▸ ASSIGNMENT: Find and copy the lines in the records beneath this task that contain the word "before".

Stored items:

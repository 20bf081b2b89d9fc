//! HTTP transport seam and its reqwest implementation.

use std::collections::HashMap;
use std::time::Duration;

use async_trait::async_trait;
use reqwest::Method;
use tracing::instrument;
use url::Url;

use crate::error::TransportError;

/// An outbound request.
#[derive(Debug, Clone)]
pub struct HttpRequest {
    pub method: Method,
    /// Absolute URL, or a path resolved against the transport's base URL.
    pub url: String,
    pub headers: Vec<(String, String)>,
    pub data: Option<serde_json::Value>,
    pub params: Vec<(String, String)>,
    pub timeout: Option<Duration>,
}

impl HttpRequest {
    pub fn new(method: Method, url: impl Into<String>) -> Self {
        Self {
            method,
            url: url.into(),
            headers: Vec::new(),
            data: None,
            params: Vec::new(),
            timeout: None,
        }
    }

    pub fn get(url: impl Into<String>) -> Self {
        Self::new(Method::GET, url)
    }

    pub fn post(url: impl Into<String>) -> Self {
        Self::new(Method::POST, url)
    }

    pub fn put(url: impl Into<String>) -> Self {
        Self::new(Method::PUT, url)
    }

    pub fn patch(url: impl Into<String>) -> Self {
        Self::new(Method::PATCH, url)
    }

    pub fn delete(url: impl Into<String>) -> Self {
        Self::new(Method::DELETE, url)
    }

    pub fn json(mut self, body: serde_json::Value) -> Self {
        self.data = Some(body);
        self
    }

    pub fn query(mut self, key: impl Into<String>, value: impl Into<String>) -> Self {
        self.params.push((key.into(), value.into()));
        self
    }

    /// Set a header, replacing any existing value with the same (case-insensitive) name.
    pub fn header(mut self, name: impl Into<String>, value: impl Into<String>) -> Self {
        self.set_header(name, value);
        self
    }

    pub fn set_header(&mut self, name: impl Into<String>, value: impl Into<String>) {
        let name = name.into();
        self.headers.retain(|(n, _)| !n.eq_ignore_ascii_case(&name));
        self.headers.push((name, value.into()));
    }

    pub fn header_value(&self, name: &str) -> Option<&str> {
        self.headers
            .iter()
            .find(|(n, _)| n.eq_ignore_ascii_case(name))
            .map(|(_, v)| v.as_str())
    }

    pub fn timeout(mut self, timeout: Duration) -> Self {
        self.timeout = Some(timeout);
        self
    }

    /// Serialized size of the request body in bytes.
    pub fn body_size(&self) -> usize {
        self.data
            .as_ref()
            .map_or(0, |data| data.to_string().len())
    }
}

/// A 2xx response.
#[derive(Debug, Clone, PartialEq)]
pub struct HttpResponse {
    pub status: u16,
    /// Parsed JSON body; a non-JSON body is kept as a string, an empty one as `null`.
    pub data: serde_json::Value,
    pub headers: HashMap<String, String>,
}

impl HttpResponse {
    pub fn new(status: u16, data: serde_json::Value) -> Self {
        Self {
            status,
            data,
            headers: HashMap::new(),
        }
    }

    pub fn body_size(&self) -> usize {
        match &self.data {
            serde_json::Value::Null => 0,
            serde_json::Value::String(s) => s.len(),
            other => other.to_string().len(),
        }
    }
}

#[async_trait]
pub trait HttpTransport: Send + Sync + std::fmt::Debug {
    /// Send `request`. Non-2xx responses are returned as a [`TransportError`]
    /// carrying the status and body.
    async fn send(&self, request: HttpRequest) -> Result<HttpResponse, TransportError>;
}

/// [`HttpTransport`] over a shared `reqwest::Client`.
#[derive(Debug, Clone)]
pub struct ReqwestTransport {
    client: reqwest::Client,
    base_url: Option<Url>,
    default_timeout: Duration,
}

impl ReqwestTransport {
    pub fn new(default_timeout: Duration) -> Self {
        Self {
            client: reqwest::Client::new(),
            base_url: None,
            default_timeout,
        }
    }

    /// Resolve relative request URLs against `base_url`.
    ///
    /// # Errors
    /// Fails when `base_url` is not an absolute URL.
    pub fn with_base_url(mut self, base_url: &str) -> Result<Self, url::ParseError> {
        // A trailing slash makes `join` append instead of replacing the last segment.
        let normalized = if base_url.ends_with('/') {
            base_url.to_string()
        } else {
            format!("{}/", base_url)
        };
        self.base_url = Some(Url::parse(&normalized)?);
        Ok(self)
    }

    fn resolve(&self, url: &str) -> Result<Url, TransportError> {
        let resolved = match (&self.base_url, Url::parse(url)) {
            (_, Ok(absolute)) => Ok(absolute),
            (Some(base), Err(url::ParseError::RelativeUrlWithoutBase)) => {
                base.join(url.trim_start_matches('/'))
            }
            (_, Err(e)) => Err(e),
        };
        resolved.map_err(|e| TransportError::new(format!("Invalid URL {}: {}", url, e)))
    }

    fn convert_error(error: reqwest::Error) -> TransportError {
        if error.is_timeout() {
            TransportError::network("ETIMEDOUT", format!("Request timed out: {}", error))
        } else if error.is_connect() {
            TransportError::network("ECONNREFUSED", format!("Connection failed: {}", error))
        } else if error.is_request() || error.is_body() {
            TransportError::network("NETWORK_ERROR", format!("Network error: {}", error))
        } else {
            TransportError::new(error.to_string())
        }
    }
}

#[async_trait]
impl HttpTransport for ReqwestTransport {
    #[instrument(skip(self, request), fields(method = %request.method, url = %request.url), level = "debug")]
    async fn send(&self, request: HttpRequest) -> Result<HttpResponse, TransportError> {
        let method = request.method.to_string();
        let url = self
            .resolve(&request.url)
            .map_err(|e| e.with_request(method.clone(), request.url.clone()))?;

        let mut builder = self
            .client
            .request(request.method.clone(), url.clone())
            .timeout(request.timeout.unwrap_or(self.default_timeout));

        for (name, value) in &request.headers {
            builder = builder.header(name.as_str(), value.as_str());
        }
        if !request.params.is_empty() {
            builder = builder.query(&request.params);
        }
        if let Some(data) = &request.data {
            builder = builder.json(data);
        }

        let response = builder
            .send()
            .await
            .map_err(|e| Self::convert_error(e).with_request(method.clone(), url.to_string()))?;

        let status = response.status();
        let headers: HashMap<String, String> = response
            .headers()
            .iter()
            .filter_map(|(name, value)| {
                value
                    .to_str()
                    .ok()
                    .map(|v| (name.as_str().to_ascii_lowercase(), v.to_string()))
            })
            .collect();

        let text = response
            .text()
            .await
            .map_err(|e| Self::convert_error(e).with_request(method.clone(), url.to_string()))?;
        let data = if text.is_empty() {
            serde_json::Value::Null
        } else {
            serde_json::from_str(&text).unwrap_or(serde_json::Value::String(text))
        };

        if status.is_success() {
            return Ok(HttpResponse {
                status: status.as_u16(),
                data,
                headers,
            });
        }

        let data = (!data.is_null()).then_some(data);
        let mut error =
            TransportError::status(status.as_u16(), data).with_request(method, url.to_string());
        if let Some(secs) = headers
            .get("retry-after")
            .and_then(|v| v.parse::<u64>().ok())
        {
            error = error.with_retry_after(Duration::from_secs(secs));
        }
        Err(error)
    }
}

#[cfg(test)]
mod tests {
    #![allow(clippy::unwrap_used, clippy::expect_used, clippy::panic)]
    use super::*;
    use wiremock::matchers::{body_json, header, method, path, query_param};
    use wiremock::{Mock, MockServer, ResponseTemplate};

    fn transport(server: &MockServer) -> ReqwestTransport {
        ReqwestTransport::new(Duration::from_secs(5))
            .with_base_url(&server.uri())
            .unwrap()
    }

    #[tokio::test]
    async fn test_get_json() {
        let mock_server = MockServer::start().await;

        Mock::given(method("GET"))
            .and(path("/calendar/events"))
            .and(query_param("start", "2024-02-01"))
            .and(header("Authorization", "Bearer abc"))
            .respond_with(ResponseTemplate::new(200).set_body_json(serde_json::json!({
                "items": [{"id": "1"}]
            })))
            .mount(&mock_server)
            .await;

        let response = transport(&mock_server)
            .send(
                HttpRequest::get("/calendar/events")
                    .query("start", "2024-02-01")
                    .header("Authorization", "Bearer abc"),
            )
            .await
            .unwrap();

        assert_eq!(response.status, 200);
        assert_eq!(response.data["items"][0]["id"], "1");
    }

    #[tokio::test]
    async fn test_post_body() {
        let mock_server = MockServer::start().await;

        Mock::given(method("POST"))
            .and(path("/auth/refresh"))
            .and(body_json(serde_json::json!({"refresh_token": "r"})))
            .respond_with(ResponseTemplate::new(201))
            .mount(&mock_server)
            .await;

        let response = transport(&mock_server)
            .send(HttpRequest::post("auth/refresh").json(serde_json::json!({"refresh_token": "r"})))
            .await
            .unwrap();

        assert_eq!(response.status, 201);
        assert!(response.data.is_null());
    }

    #[tokio::test]
    async fn test_error_status_becomes_transport_error() {
        let mock_server = MockServer::start().await;

        Mock::given(method("GET"))
            .and(path("/calendar/events"))
            .respond_with(
                ResponseTemplate::new(429)
                    .append_header("Retry-After", "30")
                    .set_body_json(serde_json::json!({"message": "slow down"})),
            )
            .mount(&mock_server)
            .await;

        let err = transport(&mock_server)
            .send(HttpRequest::get("/calendar/events"))
            .await
            .unwrap_err();

        assert_eq!(err.status, Some(429));
        assert_eq!(err.retry_after, Some(Duration::from_secs(30)));
        assert_eq!(err.data.unwrap()["message"], "slow down");
        assert!(err.request.unwrap().url.ends_with("/calendar/events"));
    }

    #[tokio::test]
    async fn test_connection_refused_is_network_error() {
        // Nothing listens on port 9 on test machines.
        let transport = ReqwestTransport::new(Duration::from_secs(2));
        let err = transport
            .send(HttpRequest::get("http://127.0.0.1:9/unreachable"))
            .await
            .unwrap_err();

        assert!(err.status.is_none());
        assert!(err.code.is_some());
    }

    #[test]
    fn test_header_replaces_existing() {
        let request = HttpRequest::get("/x")
            .header("Authorization", "Bearer old")
            .header("authorization", "Bearer new");
        assert_eq!(request.headers.len(), 1);
        assert_eq!(request.header_value("Authorization"), Some("Bearer new"));
    }
}
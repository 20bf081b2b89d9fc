//! Integration tests for ResilientApiClient against a mock HTTP server.

use std::sync::Arc;
use std::time::Duration;

use weir_core::error::CIRCUIT_BREAKER_OPEN;
use weir_core::metrics::RecordingMetrics;
use weir_core::transport::ReqwestTransport;
use weir_resilience::{
    CircuitBreakerManager, CircuitBreakerOptions, CircuitState, ResilientApiClient, RetryOptions,
};
use wiremock::matchers::{method, path};
use wiremock::{Mock, MockServer, ResponseTemplate};

fn client(server: &MockServer, threshold: u32, retry: RetryOptions) -> ResilientApiClient {
    let transport = ReqwestTransport::new(Duration::from_secs(5))
        .with_base_url(&server.uri())
        .unwrap();
    let breakers = Arc::new(CircuitBreakerManager::new(CircuitBreakerOptions {
        failure_threshold: threshold,
        reset_timeout: Duration::from_secs(60),
        monitoring_period: Duration::from_secs(120),
    }));
    ResilientApiClient::new(
        Arc::new(transport),
        breakers,
        Arc::new(RecordingMetrics::new()),
        retry,
    )
}

#[tokio::test]
async fn test_breaker_opens_after_threshold_and_short_circuits() {
    let mock_server = MockServer::start().await;

    Mock::given(method("GET"))
        .and(path("/calendar/events"))
        .respond_with(ResponseTemplate::new(500))
        .expect(3)
        .mount(&mock_server)
        .await;

    let client = client(&mock_server, 3, RetryOptions::none());

    for _ in 0..3 {
        let err = client
            .get::<serde_json::Value>("/calendar/events")
            .await
            .unwrap_err();
        assert_eq!(err.status_code, Some(500));
    }

    let breaker = client.breakers().get_breaker("calendar");
    assert_eq!(breaker.stats().state, CircuitState::Open);

    // Fourth call is rejected locally; the mock's `expect(3)` verifies no request went out.
    let err = client
        .get::<serde_json::Value>("/calendar/events")
        .await
        .unwrap_err();
    assert_eq!(err.code, CIRCUIT_BREAKER_OPEN);
    assert_eq!(err.status_code, Some(503));

    // Other services are unaffected.
    Mock::given(method("GET"))
        .and(path("/todos"))
        .respond_with(ResponseTemplate::new(200).set_body_json(serde_json::json!([])))
        .mount(&mock_server)
        .await;
    let todos: Vec<serde_json::Value> = client.get("/todos").await.unwrap();
    assert!(todos.is_empty());
}

#[tokio::test]
async fn test_retry_recovers_from_transient_failure() {
    let mock_server = MockServer::start().await;

    Mock::given(method("GET"))
        .and(path("/calendar/events"))
        .respond_with(ResponseTemplate::new(502))
        .up_to_n_times(2)
        .mount(&mock_server)
        .await;
    Mock::given(method("GET"))
        .and(path("/calendar/events"))
        .respond_with(ResponseTemplate::new(200).set_body_json(serde_json::json!({"items": []})))
        .mount(&mock_server)
        .await;

    let client = client(&mock_server, 5, RetryOptions::new(3, 10, 100));

    let body: serde_json::Value = client.get("/calendar/events").await.unwrap();
    assert_eq!(body["items"], serde_json::json!([]));

    let stats = client.stats();
    assert_eq!(stats.retries["calendar"].total_attempts, 3);
    assert_eq!(stats.retries["calendar"].successful_retries, 1);
    assert_eq!(stats.circuit_breakers[0].state, CircuitState::Closed);
}

#[tokio::test]
async fn test_not_found_is_not_retried_and_does_not_trip_breaker() {
    let mock_server = MockServer::start().await;

    Mock::given(method("DELETE"))
        .and(path("/calendar/events/missing"))
        .respond_with(ResponseTemplate::new(404))
        .expect(1)
        .mount(&mock_server)
        .await;

    let client = client(&mock_server, 1, RetryOptions::new(3, 10, 100));

    let err = client.delete("/calendar/events/missing").await.unwrap_err();
    assert!(err.is_not_found());
    assert_eq!(
        client.breakers().get_breaker("calendar").state(),
        CircuitState::Closed
    );
}
//! Retry utilities with exponential backoff.
//!
//! The n-th retry (1-based) waits `base_delay * backoff_multiplier^(n-1)`,
//! capped at `max_delay`. With the defaults that is 1s, 2s, 4s, 8s, 16s, 30s,
//! 30s, ... Jitter is off unless configured.
//!
//! By default an error is retried when its status code is in the retryable
//! set, or when it classifies as network, timeout, service unavailable or
//! rate limit. It does NOT retry validation failures or other 4xx responses.

use std::fmt;
use std::future::Future;
use std::sync::Arc;
use std::time::Duration;

use weir_core::config::{JitterMode, RetryConfig};
use weir_core::error::ApiError;

/// Custom retry decision: `(error, attempt)` where `attempt` is 1-based.
pub type RetryCondition = Arc<dyn Fn(&ApiError, u32) -> bool + Send + Sync>;

/// Called before each retry sleep with `(attempt, error)`.
pub type RetryCallback = Arc<dyn Fn(u32, &ApiError) + Send + Sync>;

/// Retry configuration for one call
#[derive(Clone)]
pub struct RetryOptions {
    /// Maximum number of retry attempts after the first call
    pub max_retries: u32,
    /// Delay before the first retry
    pub base_delay: Duration,
    /// Upper bound for any single delay
    pub max_delay: Duration,
    pub backoff_multiplier: f64,
    pub retryable_status_codes: Vec<u16>,
    pub jitter: JitterMode,
    pub retry_condition: Option<RetryCondition>,
    pub on_retry: Option<RetryCallback>,
}

impl Default for RetryOptions {
    fn default() -> Self {
        Self::from(&RetryConfig::default())
    }
}

impl From<&RetryConfig> for RetryOptions {
    fn from(config: &RetryConfig) -> Self {
        Self {
            max_retries: config.max_retries,
            base_delay: Duration::from_millis(config.base_delay_ms),
            max_delay: Duration::from_millis(config.max_delay_ms),
            backoff_multiplier: config.backoff_multiplier,
            retryable_status_codes: config.retryable_status_codes.clone(),
            jitter: config.jitter,
            retry_condition: None,
            on_retry: None,
        }
    }
}

impl fmt::Debug for RetryOptions {
    fn fmt(&self, f: &mut fmt::Formatter<'_>) -> fmt::Result {
        f.debug_struct("RetryOptions")
            .field("max_retries", &self.max_retries)
            .field("base_delay", &self.base_delay)
            .field("max_delay", &self.max_delay)
            .field("backoff_multiplier", &self.backoff_multiplier)
            .field("retryable_status_codes", &self.retryable_status_codes)
            .field("jitter", &self.jitter)
            .field("retry_condition", &self.retry_condition.is_some())
            .field("on_retry", &self.on_retry.is_some())
            .finish()
    }
}

impl RetryOptions {
    /// Create retry options with custom settings
    pub fn new(max_retries: u32, base_delay_ms: u64, max_delay_ms: u64) -> Self {
        Self {
            max_retries,
            base_delay: Duration::from_millis(base_delay_ms),
            max_delay: Duration::from_millis(max_delay_ms),
            ..Self::default()
        }
    }

    /// No retries at all.
    pub fn none() -> Self {
        Self {
            max_retries: 0,
            ..Self::default()
        }
    }

    pub fn with_max_retries(mut self, max_retries: u32) -> Self {
        self.max_retries = max_retries;
        self
    }

    pub fn with_backoff_multiplier(mut self, multiplier: f64) -> Self {
        self.backoff_multiplier = multiplier;
        self
    }

    pub fn with_jitter(mut self, jitter: JitterMode) -> Self {
        self.jitter = jitter;
        self
    }

    /// Replace the default retry decision.
    pub fn with_retry_condition<F>(mut self, condition: F) -> Self
    where
        F: Fn(&ApiError, u32) -> bool + Send + Sync + 'static,
    {
        self.retry_condition = Some(Arc::new(condition));
        self
    }

    pub fn on_retry<F>(mut self, callback: F) -> Self
    where
        F: Fn(u32, &ApiError) + Send + Sync + 'static,
    {
        self.on_retry = Some(Arc::new(callback));
        self
    }

    /// Deterministic delay for a given 0-based retry index:
    /// `min(base_delay * backoff_multiplier^attempt, max_delay)`.
    pub fn delay_for_attempt(&self, attempt: u32) -> Duration {
        let exponent = i32::try_from(attempt).unwrap_or(i32::MAX);
        let delay_ms = self.base_delay.as_millis() as f64 * self.backoff_multiplier.powi(exponent);
        let max_ms = self.max_delay.as_millis() as f64;
        // NaN and infinity both end up at the cap.
        let capped = if delay_ms.is_finite() {
            delay_ms.min(max_ms)
        } else {
            max_ms
        };
        Duration::from_millis(capped.max(0.0) as u64)
    }

    /// [`delay_for_attempt`](Self::delay_for_attempt) with jitter applied.
    pub fn jittered_delay(&self, attempt: u32) -> Duration {
        let delay = self.delay_for_attempt(attempt);
        let millis = delay.as_millis() as u64;
        match self.jitter {
            JitterMode::None => delay,
            JitterMode::Full => Duration::from_millis(fastrand::u64(0..=millis)),
            JitterMode::Equal => Duration::from_millis(fastrand::u64(millis / 2..=millis)),
        }
    }

    /// Whether `error` should be retried. `attempt` is the 1-based retry number.
    pub fn should_retry(&self, error: &ApiError, attempt: u32) -> bool {
        if let Some(condition) = &self.retry_condition {
            return condition(error, attempt);
        }
        let status_retryable = error
            .status_code
            .is_some_and(|status| self.retryable_status_codes.contains(&status));
        status_retryable || error.category().is_transient()
    }
}

/// What happened across all attempts of one call.
#[derive(Debug, Clone, Default, PartialEq, Eq)]
pub struct RetryReport {
    /// Retries performed after the first attempt.
    pub retries: u32,
    /// Sleep before each retry, in order.
    pub delays: Vec<Duration>,
    /// The call failed because `max_retries` ran out.
    pub exhausted: bool,
}

/// Execute an operation with retry logic.
///
/// # Errors
/// Returns the last error once it is not retryable or retries are exhausted.
pub async fn with_retry<T, F, Fut>(options: &RetryOptions, operation: F) -> Result<T, ApiError>
where
    F: FnMut() -> Fut,
    Fut: Future<Output = Result<T, ApiError>>,
{
    with_retry_report(options, operation).await.0
}

/// [`with_retry`], also returning a [`RetryReport`].
pub async fn with_retry_report<T, F, Fut>(
    options: &RetryOptions,
    mut operation: F,
) -> (Result<T, ApiError>, RetryReport)
where
    F: FnMut() -> Fut,
    Fut: Future<Output = Result<T, ApiError>>,
{
    let mut report = RetryReport::default();
    let mut attempt = 0u32;

    loop {
        let error = match operation().await {
            Ok(value) => {
                if attempt > 0 {
                    tracing::info!("Request succeeded after {} retries", attempt);
                }
                return (Ok(value), report);
            }
            Err(error) => error,
        };

        attempt += 1;
        if attempt > options.max_retries {
            if options.max_retries > 0 {
                tracing::error!(
                    "All {} retry attempts exhausted: {}",
                    options.max_retries,
                    error
                );
            }
            report.exhausted = true;
            return (Err(error), report);
        }

        if !options.should_retry(&error, attempt) {
            tracing::debug!("Non-retryable error: {}", error);
            return (Err(error), report);
        }

        let delay = options.jittered_delay(attempt - 1);
        if let Some(on_retry) = &options.on_retry {
            on_retry(attempt, &error);
        }
        tracing::warn!(
            "Retryable error on attempt {} of {}, waiting {:?}: {}",
            attempt,
            options.max_retries + 1,
            delay,
            error
        );

        report.retries = attempt;
        report.delays.push(delay);
        tokio::time::sleep(delay).await;
    }
}

/// Running retry statistics for one service.
#[derive(Debug, Clone, Default, PartialEq)]
pub struct RetryStats {
    /// Every attempt, first tries included.
    pub total_attempts: u64,
    /// Calls that succeeded after at least one retry.
    pub successful_retries: u64,
    /// Calls that ran out of retries.
    pub failed_retries: u64,
    pub average_delay: Duration,
    pub max_delay: Duration,
    total_delay: Duration,
    delay_samples: u32,
}

impl RetryStats {
    pub fn record(&mut self, report: &RetryReport, succeeded: bool) {
        self.total_attempts += u64::from(report.retries) + 1;
        if succeeded && report.retries > 0 {
            self.successful_retries += 1;
        }
        if !succeeded && report.exhausted && report.retries > 0 {
            self.failed_retries += 1;
        }
        for delay in &report.delays {
            self.total_delay += *delay;
            self.delay_samples += 1;
            self.max_delay = self.max_delay.max(*delay);
        }
        if self.delay_samples > 0 {
            self.average_delay = self.total_delay / self.delay_samples;
        }
    }
}
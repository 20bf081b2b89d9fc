//! Calendar-specific error types.

use chrono::{DateTime, Utc};
use thiserror::Error;
use weir_core::error::{ApiError, ErrorCategory};

/// Cheap to clone so one load outcome can be shared by every waiting caller.
#[derive(Error, Debug, Clone)]
pub enum CalendarError {
    #[error("Invalid date range: {start} is after {end}")]
    InvalidRange {
        start: DateTime<Utc>,
        end: DateTime<Utc>,
    },

    #[error("Event not found: {0}")]
    EventNotFound(String),

    #[error("API error: {0}")]
    Api(#[from] ApiError),

    #[error("Cache error: {0}")]
    Cache(String),

    #[error("Load was cancelled")]
    Cancelled,
}

impl CalendarError {
    /// User-friendly error message for UI display.
    pub fn user_message(&self) -> String {
        match self {
            Self::InvalidRange { .. } => "The selected dates are invalid.".to_string(),
            Self::EventNotFound(_) => "Event not found".to_string(),
            Self::Api(error) => error.user_message().to_string(),
            Self::Cache(_) => "Local cache error".to_string(),
            Self::Cancelled => "Loading was interrupted. Please try again.".to_string(),
        }
    }

    /// Whether this error should trigger a token refresh.
    pub fn should_refresh_token(&self) -> bool {
        matches!(self, Self::Api(error) if error.category() == ErrorCategory::Authentication)
    }

    /// Whether this error is retryable.
    pub fn is_retryable(&self) -> bool {
        match self {
            Self::Api(error) => error.retryable,
            Self::Cancelled => true,
            _ => false,
        }
    }
}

▸ COMPLETED EXERCISE:
/// Called before each retry sleep with `(attempt, error)`.
    /// Delay before the first retry
    /// Sleep before each retry, in order.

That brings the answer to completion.